AshleyP replied to pabloottawa's topic in General Discussion
Does anyone remember Storm of War, which later became Il-2: Cliffs of Dover? I remember parallels between Bohemia and 1C: Maddox. The original IL-2 was clever and had the framework of a great game hiding underneath a mass of broken functionality and bugs, but over time they patched it into something reasonable, and there were lots of great mods. Falcon 4.0 and Grand Prix Legends followed a similar pathway. In both cases open sourcing development kept the games alive long after they would have died, albeit that it didn't really help the original developers. This is one of the reasons why the gaming industry has embraced casual games, and the kind of incremental Call of Duty model whereby the game is basically re-released each year with some new guns and maps. The cost and risk of an ambitious new title are too high. Cliffs of Dover was essentially released as an Alpha, just like DayZ, but crucially it was sold as a finished, full-price product.
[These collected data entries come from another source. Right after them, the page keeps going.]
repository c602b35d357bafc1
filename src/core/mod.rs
pub mod config;
pub mod errors;
pub mod types;
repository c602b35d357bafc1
use super::{
    columns, record_section, table::TableBuilder, BuildOptions, EmptySectionPolicy, Section,
};
use crate::documents::BrdDocument;

pub const REQUIREMENTS_ID: &str = "requirements";

pub fn build(brd: &BrdDocument, policy: EmptySectionPolicy, options: &BuildOptions<'_>) -> Vec<Section> {
    [
        record_section(
            policy,
            ("business-units-teams", "Business Units & Teams", "corporate_fare"),
            &brd.business_units_teams,
            |records| TableBuilder::new(&columns::business_unit_columns()).build(records),
        ),
        record_section(
            policy,
            ("modules-processes", "Modules & Processes", "widgets"),
            &brd.modules_processes,
            |records| TableBuilder::new(&columns::module_columns()).build(records),
        ),
        record_section(
            policy,
            ("license-list", "License List", "license"),
            &brd.license_list,
            |records| TableBuilder::new(&columns::license_columns()).build(records),
        ),
        record_section(
            policy,
            ("personas", "Personas", "account_circle"),
            &brd.personas,
            |records| TableBuilder::new(&columns::persona_columns()).build(records),
        ),
        record_section(
            policy,
            (REQUIREMENTS_ID, "Requirements", "assignment"),
            &brd.requirements,
            |records| {
                TableBuilder::new(&columns::requirement_columns())
                    .build(records)
                    .with_row_status(|key| options.requirement_row(key))
            },
        ),
        record_section(
            policy,
            ("current-state", "Current State (As-Is)", "history"),
            &brd.current_state,
            |records| TableBuilder::new(&columns::state_columns()).build(records),
        ),
        record_section(
            policy,
            ("target-state", "Target State (To-Be)", "flag"),
            &brd.target_state,
            |records| TableBuilder::new(&columns::state_columns()).build(records),
        ),
        record_section(
            policy,
            ("applications-integrate", "Applications to Integrate", "hub"),
            &brd.applications_to_integrate,
            |records| TableBuilder::new(&columns::integration_columns()).build(records),
        ),
        record_section(
            policy,
            ("data-migration", "Data Migration", "cloud_sync"),
            &brd.data_migration,
            |records| TableBuilder::new(&columns::data_migration_columns()).build(records),
        ),
        record_section(
            policy,
            ("data-model", "Data Model", "table_chart"),
            &brd.data_model,
            |records| TableBuilder::new(&columns::data_model_columns()).build(records),
        ),
        record_section(
            policy,
            ("metadata-updates", "Metadata Updates", "code"),
            &brd.metadata_updates,
            |records| TableBuilder::new(&columns::metadata_update_columns()).build(records),
        ),
    ]
    .into_iter()
    .flatten()
    .collect()
}
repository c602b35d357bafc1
use serde_json::Value;

use super::{
    data_section,
    format::{display_text, list_item_text, list_items, text_or, DEFAULT_SEPARATOR, MISSING_VALUE},
    BadgeTone, ContentBlock, EmptySectionPolicy, Section,
};
use crate::documents::{
    kinds::{BusinessUnit, ScopeSummary, SowModule, ValidationSummary},
    FieldValue, Record, SowDocument,
};

pub fn build(sow: &SowDocument, policy: EmptySectionPolicy) -> Vec<Section> {
    let scope = sow.scope_summary.as_ref();
    let overview_children: Vec<Section> = [
        data_section(
            policy,
            scope.is_some_and(has_project_overview),
            || project_overview(scope),
            || project_overview(scope),
        ),
        text_leaf(
            policy,
            ("primary-objective", "Primary Objective", "target"),
            scope.and_then(|s| s.primary_objective.as_ref()),
            "Primary objective information not available.",
        ),
        text_leaf(
            policy,
            ("out-of-scope", "Out of scope", "block"),
            scope.and_then(|s| s.out_of_scope.as_ref()),
            "Out of scope items not defined.",
        ),
        data_section(
            policy,
            !assumption_items(&sow.assumptions).is_empty(),
            || {
                Section::leaf(
                    "assumptions",
                    "Assumptions",
                    "info",
                    vec![ContentBlock::List {
                        items: assumption_items(&sow.assumptions),
                    }],
                )
            },
            || placeholder(("assumptions", "Assumptions", "info"), "No assumptions defined."),
        ),
    ]
    .into_iter()
    .flatten()
    .collect();

    // The grouping branch stays while at least one child survives.
    let overview = (!overview_children.is_empty())
        .then(|| Section::branch("overview", "Overview", "overview", overview_children));

    [
        overview,
        data_section(
            policy,
            !sow.modules.is_empty(),
            || {
                Section::leaf(
                    "modules",
                    "Modules & Processes",
                    "widgets",
                    module_blocks(&sow.modules),
                )
            },
            || {
                placeholder(
                    ("modules", "Modules & Processes", "widgets"),
                    "No modules defined.",
                )
            },
        ),
        data_section(
            policy,
            !license_items(&sow.salesforce_licenses).is_empty(),
            || {
                Section::leaf(
                    "licenses",
                    "Salesforce Licenses",
                    "verified_user",
                    vec![ContentBlock::List {
                        items: license_items(&sow.salesforce_licenses),
                    }],
                )
            },
            || {
                placeholder(
                    ("licenses", "Salesforce Licenses", "verified_user"),
                    "No Salesforce licenses defined.",
                )
            },
        ),
        data_section(
            policy,
            !sow.business_units.is_empty(),
            || {
                Section::leaf(
                    "stakeholders",
                    "Stakeholders",
                    "groups",
                    stakeholder_blocks(&sow.business_units),
                )
            },
            || {
                placeholder(
                    ("stakeholders", "Stakeholders", "groups"),
                    "No business units or personas defined.",
                )
            },
        ),
        data_section(
            policy,
            sow.validation_summary.is_some(),
            || {
                Section::leaf(
                    "validation",
                    "Validation Summary",
                    "verified",
                    validation_blocks(sow.validation_summary.as_ref()),
                )
            },
            || {
                placeholder(
                    ("validation", "Validation Summary", "verified"),
                    "No validation information available.",
                )
            },
        ),
    ]
    .into_iter()
    .flatten()
    .collect()
}

fn placeholder((id, title, icon): (&str, &str, &str), message: &str) -> Section {
    Section::leaf(id, title, icon, vec![ContentBlock::empty(message)])
}

fn text_leaf(
    policy: EmptySectionPolicy,
    (id, title, icon): (&str, &str, &str),
    value: Option<&FieldValue>,
    fallback: &str,
) -> Option<Section> {
    let text = text_or(value, "");
    data_section(
        policy,
        !text.is_empty(),
        || Section::leaf(id, title, icon, vec![ContentBlock::paragraph(text.clone())]),
        || placeholder((id, title, icon), fallback),
    )
}

fn has_project_overview(scope: &ScopeSummary) -> bool {
    [
        &scope.company_background,
        &scope.project_purpose,
        &scope.scope_of_implementation,
        &scope.expected_outcomes,
    ]
    .into_iter()
    .any(|field| !text_or(field.as_ref(), "").is_empty())
}

fn project_overview(scope: Option<&ScopeSummary>) -> Section {
    let parts: [(&str, Option<&FieldValue>, &str); 4] = [
        (
            "Company Background",
            scope.and_then(|s| s.company_background.as_ref()),
            "Company background information not available.",
        ),
        (
            "Project Purpose & Business Need",
            scope.and_then(|s| s.project_purpose.as_ref()),
            "Project purpose information not available.",
        ),
        (
            "Scope of Implementation",
            scope.and_then(|s| s.scope_of_implementation.as_ref()),
            "Scope of implementation details not available.",
        ),
        (
            "Expected Outcomes & Benefits",
            scope.and_then(|s| s.expected_outcomes.as_ref()),
            "Expected outcomes information not available.",
        ),
    ];
    let blocks = parts
        .into_iter()
        .flat_map(|(heading, value, fallback)| {
            [
                ContentBlock::heading(heading),
                ContentBlock::paragraph(text_or(value, fallback)),
            ]
        })
        .collect();
    Section::leaf("project-overview", "Project Overview", "description", blocks)
}

fn assumption_items(assumptions: &[Value]) -> Vec<String> {
    assumptions.iter().filter_map(list_item_text).collect()
}

fn license_items(licenses: &[Value]) -> Vec<String> {
    licenses.iter().filter_map(license_text).collect()
}

/// `"{license_type}: {count}"` for object entries, defaulting to `License`
/// and `1`.
fn license_text(license: &Value) -> Option<String> {
    let Value::Object(map) = license else {
        return list_item_text(license);
    };
    let license_type = map
        .get("license_type")
        .and_then(Value::as_str)
        .map(str::trim)
        .filter(|value| !value.is_empty())
        .unwrap_or("License");
    let count = match map.get("count") {
        Some(Value::Number(number)) if number.as_f64() != Some(0.0) => number.to_string(),
        Some(Value::String(text)) if !text.trim().is_empty() => text.trim().to_string(),
        _ => "1".to_string(),
    };
    Some(format!("{license_type}: {count}"))
}

fn module_blocks(modules: &[Record<SowModule>]) -> Vec<ContentBlock> {
    let mut blocks = Vec::new();
    for module in modules {
        let fields = &module.fields;
        blocks.push(ContentBlock::heading(display_text(
            fields.name.as_ref(),
            DEFAULT_SEPARATOR,
        )));
        let description = display_text(fields.description.as_ref(), DEFAULT_SEPARATOR);
        if description != MISSING_VALUE {
            blocks.push(ContentBlock::paragraph(description));
        }
        let processes = list_items(fields.processes.as_ref());
        if !processes.is_empty() {
            blocks.push(ContentBlock::Heading {
                text: "Processes:".to_string(),
                level: 4,
            });
            blocks.push(ContentBlock::List { items: processes });
        }
    }
    blocks
}

fn stakeholder_blocks(units: &[Record<BusinessUnit>]) -> Vec<ContentBlock> {
    let mut blocks = Vec::new();
    for unit in units {
        let fields = &unit.fields;
        blocks.push(ContentBlock::heading(display_text(
            fields.name.as_ref(),
            DEFAULT_SEPARATOR,
        )));
        blocks.push(ContentBlock::paragraph(text_or(
            fields.description.as_ref(),
            "No description available.",
        )));
        let responsibilities = list_items(fields.responsibilities.as_ref());
        if !responsibilities.is_empty() {
            blocks.push(ContentBlock::Heading {
                text: "Responsibilities:".to_string(),
                level: 4,
            });
            blocks.push(ContentBlock::List {
                items: responsibilities,
            });
        }
    }
    blocks
}

fn validation_blocks(summary: Option<&ValidationSummary>) -> Vec<ContentBlock> {
    let Some(summary) = summary else {
        return Vec::new();
    };
    let valid = summary.json_validity.unwrap_or(false);
    let mut blocks = vec![
        ContentBlock::heading("JSON Validity"),
        ContentBlock::Badge {
            label: if valid { "Valid" } else { "Invalid" }.to_string(),
            tone: if valid {
                BadgeTone::Positive
            } else {
                BadgeTone::Negative
            },
        },
    ];
    let issues = list_items(summary.issues_detected.as_ref());
    if !issues.is_empty() {
        blocks.push(ContentBlock::heading("Issues Detected"));
        blocks.push(ContentBlock::List { items: issues });
    }
    blocks
}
They're both niche products that were surprisingly successful, they both had development issues; in both cases the team worked hard and really believed in the product. My impression is that Cliffs of Dover had a smaller budget and a smaller market, and ultimately the parent company pulled the plug. The developers split up (Oleg Maddox, the CEO, was "unpersoned") and now it's in the hands of the modders. Hopefully DayZ will turn out better. It's great that they acknowledge that it's alpha. Things could have been so much worse. As I've said before, my worry is that offering it as an early-access alpha at a budget price they'll bring in the hardcore punters, but if that initial burst of cash isn't enough to finish development they're going to hit a brick wall. At which point the temptation will be to patch it into something that doesn't crash, release it as DayZ V1, and then charge again for DayZ2, which will be the actual finished DayZ 1. I mean, that was basically what happened with Armed Assault and Arma2. The latter was the former, finally finished. Although to be fair there was a lot going on behind the scenes. -
There's another thread about blank player names, which always rings alarm bells when I see them - I assume it's a trick to stop the admin from kicking them. I was on a server yesterday that had a couple of players with the exact same name, with (2) after the second chap. Was it simply two players playing a silly trick, or someone who had been disconnected during the login process, or an attempt to duplicate gear... a glitch in the matrix? Ghosts? Aliens?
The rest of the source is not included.